§ Data records
------------------------------------------------
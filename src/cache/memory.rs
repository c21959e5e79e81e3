//! Memory Cache Module
//!
//! Thread-safe LRU cache bounded by total cost, entry count and entry age.
//!
//! Every mutation of the ordered index happens inside one short critical
//! section. Count overflow on insert is evicted inline; cost and age
//! overflow are handed to the maintenance worker, which trims one entry per
//! lock acquisition.

use std::sync::Arc;
use std::time::{Duration, Instant};

use parking_lot::Mutex;
use tokio::runtime::Handle;
use tokio::sync::broadcast;
use tracing::debug;

use crate::cache::cost::{pixel_cost, resolve_cost, zero_cost, CostFn, PixelFootprint};
use crate::cache::trim::TrimTarget;
use crate::cache::{CacheStats, Entry, OrderedIndex};
use crate::config::CacheConfig;
use crate::error::{CacheError, Result};
use crate::tasks::{Invalidation, Maintenance};

// == Limits ==
/// The three capacity bounds. Defaults are unbounded.
#[derive(Debug, Clone, Copy, PartialEq, Eq)]
pub(crate) struct Limits {
    pub(crate) cost: u64,
    pub(crate) count: usize,
    pub(crate) age: Duration,
}

impl Default for Limits {
    fn default() -> Self {
        Self {
            cost: u64::MAX,
            count: usize::MAX,
            age: Duration::MAX,
        }
    }
}

impl From<&CacheConfig> for Limits {
    fn from(config: &CacheConfig) -> Self {
        Self {
            cost: config.cost_limit,
            count: config.count_limit,
            age: config.age_limit,
        }
    }
}

/// Everything guarded by the cache lock.
#[derive(Debug)]
pub(crate) struct State<V> {
    pub(crate) index: OrderedIndex<V>,
    pub(crate) limits: Limits,
    pub(crate) stats: CacheStats,
}

/// State shared between the cache handle and its maintenance worker.
pub(crate) struct Shared<V> {
    pub(crate) state: Mutex<State<V>>,
    pub(crate) cost_fn: CostFn<V>,
    pub(crate) trim_backoff: Duration,
}

impl<V> Shared<V> {
    pub(crate) fn new(limits: Limits, cost_fn: CostFn<V>, trim_backoff: Duration) -> Self {
        Self {
            state: Mutex::new(State {
                index: OrderedIndex::new(),
                limits,
                stats: CacheStats::new(),
            }),
            cost_fn,
            trim_backoff,
        }
    }

    /// Drops every entry. Returns how many were removed.
    pub(crate) fn clear(&self) -> usize {
        let cleared = self.state.lock().index.clear();
        cleared.len()
    }
}

// == Memory Cache ==
/// In-memory key/value cache evicting least recently used entries whenever
/// the cost, count or age limit is exceeded.
///
/// Values are returned by clone; store `Arc<T>` for large payloads.
/// Dropping the cache stops its maintenance worker and releases the
/// invalidation subscription.
pub struct MemoryCache<V> {
    shared: Arc<Shared<V>>,
    maintenance: Maintenance,
}

impl<V> MemoryCache<V>
where
    V: Clone + Send + Sync + 'static,
{
    /// Builds a cache from `config` on the current tokio runtime.
    pub fn new(config: CacheConfig) -> Result<Self> {
        MemoryCacheBuilder::new().config(config).build()
    }

    pub fn builder() -> MemoryCacheBuilder<V> {
        MemoryCacheBuilder::new()
    }

    // == Get ==
    /// Returns a copy of the value for `key`, promoting it to most recently used.
    pub fn get(&self, key: &str) -> Option<V> {
        let mut state = self.shared.state.lock();
        let state = &mut *state;
        let Some(id) = state.index.find(key) else {
            state.stats.record_miss();
            return None;
        };
        state.index.move_to_front(id);
        let entry = state.index.entry_mut(id)?;
        entry.touch(Instant::now());
        let value = entry.value.clone();
        state.stats.record_hit();
        Some(value)
    }

    // == Put ==
    /// Stores `value` under `key`, costed by the configured cost policy.
    pub fn put(&self, key: impl Into<String>, value: V) {
        self.put_with_cost(key, value, 0);
    }

    /// Stores `value` under `key` with an explicit cost.
    ///
    /// A cost of zero falls back to the cost policy. Count overflow is
    /// evicted before returning; cost overflow is trimmed in the background.
    pub fn put_with_cost(&self, key: impl Into<String>, value: V, cost: u64) {
        let cost = resolve_cost(cost, &value, &self.shared.cost_fn);
        let key = key.into();
        let now = Instant::now();

        let mut evicted = Vec::new();
        let replaced;
        let over_cost;
        {
            let mut state = self.shared.state.lock();
            let state = &mut *state;
            match state.index.find(&key) {
                Some(id) => {
                    replaced = state.index.replace(id, value, cost, now);
                    state.index.move_to_front(id);
                }
                None => {
                    replaced = None;
                    state
                        .index
                        .insert_front(Entry::with_access_time(key, value, cost, now));
                }
            }
            // A lowered count limit may not have been trimmed yet
            while state.index.total_count() > state.limits.count {
                match state.index.pop_tail() {
                    Some(entry) => evicted.push(entry),
                    None => break,
                }
            }
            state.stats.record_evictions(evicted.len());
            over_cost = state.index.total_cost() > state.limits.cost;
        }
        drop(replaced);
        drop(evicted);

        if over_cost {
            self.maintenance.schedule(TrimTarget::Cost);
        }
    }

    // == Remove ==
    /// Removes `key`, returning its value if it was present.
    pub fn remove(&self, key: &str) -> Option<V> {
        let entry = {
            let mut state = self.shared.state.lock();
            let id = state.index.find(key)?;
            state.index.remove(id)
        };
        entry.map(Entry::into_value)
    }

    // == Clear ==
    /// Removes every entry.
    pub fn clear(&self) {
        let removed = self.shared.clear();
        debug!(removed, "memory cache cleared");
    }

    // == Limits ==
    /// Sets the total cost limit and trims to it in the background.
    pub fn set_cost_limit(&self, limit: u64) {
        self.shared.state.lock().limits.cost = limit;
        self.maintenance.schedule(TrimTarget::Cost);
    }

    /// Sets the entry count limit and trims to it in the background.
    pub fn set_count_limit(&self, limit: usize) {
        self.shared.state.lock().limits.count = limit;
        self.maintenance.schedule(TrimTarget::Count);
    }

    /// Sets the age limit and trims to it in the background.
    pub fn set_age_limit(&self, limit: Duration) {
        self.shared.state.lock().limits.age = limit;
        self.maintenance.schedule(TrimTarget::Age);
    }

    pub fn cost_limit(&self) -> u64 {
        self.shared.state.lock().limits.cost
    }

    pub fn count_limit(&self) -> usize {
        self.shared.state.lock().limits.count
    }

    pub fn age_limit(&self) -> Duration {
        self.shared.state.lock().limits.age
    }

    // == Inspection ==
    /// Checks for `key` without touching its recency.
    pub fn contains(&self, key: &str) -> bool {
        self.shared.state.lock().index.find(key).is_some()
    }

    pub fn len(&self) -> usize {
        self.shared.state.lock().index.total_count()
    }

    pub fn is_empty(&self) -> bool {
        self.len() == 0
    }

    pub fn total_cost(&self) -> u64 {
        self.shared.state.lock().index.total_cost()
    }

    pub fn total_count(&self) -> usize {
        self.len()
    }

    /// Keys from most to least recently used.
    pub fn keys(&self) -> Vec<String> {
        self.shared.state.lock().index.keys()
    }

    /// Returns current cache statistics.
    pub fn stats(&self) -> CacheStats {
        let state = self.shared.state.lock();
        let mut stats = state.stats.clone();
        stats.total_count = state.index.total_count();
        stats.total_cost = state.index.total_cost();
        stats
    }

    /// Asserts the index invariants under the lock.
    #[cfg(test)]
    pub(crate) fn validate_invariants(&self) {
        self.shared.state.lock().index.validate_invariants();
    }

    // == Flush ==
    /// Waits until every trim scheduled before this call has finished.
    pub async fn flush(&self) {
        self.maintenance.flush().await;
    }
}

impl<V> Drop for MemoryCache<V> {
    fn drop(&mut self) {
        debug!("memory cache torn down");
    }
}

// == Builder ==
/// Builder for configuring a [`MemoryCache`].
///
/// # Example
///
/// ```ignore
/// let (signals, _) = tokio::sync::broadcast::channel(4);
/// let cache = MemoryCache::<Arc<Bitmap>>::builder()
///     .cost_limit(64 * 1024 * 1024)
///     .pixel_cost()
///     .invalidation_source(signals.subscribe())
///     .build()?;
/// ```
pub struct MemoryCacheBuilder<V> {
    config: CacheConfig,
    cost_fn: CostFn<V>,
    invalidations: Option<broadcast::Receiver<Invalidation>>,
}

impl<V> MemoryCacheBuilder<V>
where
    V: Clone + Send + Sync + 'static,
{
    /// Creates a builder with unbounded limits and zero-cost values.
    pub fn new() -> Self {
        Self {
            config: CacheConfig::default(),
            cost_fn: zero_cost(),
            invalidations: None,
        }
    }

    /// Replaces every setting with `config`.
    pub fn config(mut self, config: CacheConfig) -> Self {
        self.config = config;
        self
    }

    pub fn cost_limit(mut self, limit: u64) -> Self {
        self.config.cost_limit = limit;
        self
    }

    pub fn count_limit(mut self, limit: usize) -> Self {
        self.config.count_limit = limit;
        self
    }

    pub fn age_limit(mut self, limit: Duration) -> Self {
        self.config.age_limit = limit;
        self
    }

    /// Interval of the recurring age sweep.
    ///
    /// Default: 5 seconds
    pub fn sweep_interval(mut self, interval: Duration) -> Self {
        self.config.sweep_interval = interval;
        self
    }

    /// Bounded wait for each trim lock attempt.
    ///
    /// Default: 10 milliseconds
    pub fn trim_backoff(mut self, backoff: Duration) -> Self {
        self.config.trim_backoff = backoff;
        self
    }

    /// Cost policy for values stored without an explicit cost.
    pub fn cost_fn(mut self, f: impl Fn(&V) -> u64 + Send + Sync + 'static) -> Self {
        self.cost_fn = Arc::new(f);
        self
    }

    /// Subscribes the cache to external invalidation signals; each one clears it.
    pub fn invalidation_source(mut self, signals: broadcast::Receiver<Invalidation>) -> Self {
        self.invalidations = Some(signals);
        self
    }

    /// Builds the cache on the current tokio runtime.
    pub fn build(self) -> Result<MemoryCache<V>> {
        let handle = Handle::try_current().map_err(|_| CacheError::NoRuntime)?;
        self.build_on(&handle)
    }

    /// Builds the cache with its maintenance worker on `handle`.
    pub fn build_on(self, handle: &Handle) -> Result<MemoryCache<V>> {
        self.config.validate()?;
        let shared = Arc::new(Shared::new(
            Limits::from(&self.config),
            self.cost_fn,
            self.config.trim_backoff,
        ));
        let maintenance = Maintenance::spawn(
            handle,
            Arc::downgrade(&shared),
            self.config.sweep_interval,
            self.invalidations,
        );
        debug!(config = ?self.config, "memory cache created");
        Ok(MemoryCache {
            shared,
            maintenance,
        })
    }
}

impl<V> MemoryCacheBuilder<V>
where
    V: PixelFootprint + Clone + Send + Sync + 'static,
{
    /// Costs values by their decoded pixel footprint.
    pub fn pixel_cost(self) -> Self {
        self.cost_fn(|value: &V| pixel_cost(value))
    }
}

impl<V> Default for MemoryCacheBuilder<V>
where
    V: Clone + Send + Sync + 'static,
{
    fn default() -> Self {
        Self::new()
    }
}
------------------------------------------------
§ Description of the task
Take every line of the material that contains the word "most", and copy it.

§ Task response
    /// Returns a copy of the value for `key`, promoting it to most recently used.
    /// Keys from most to least recently used.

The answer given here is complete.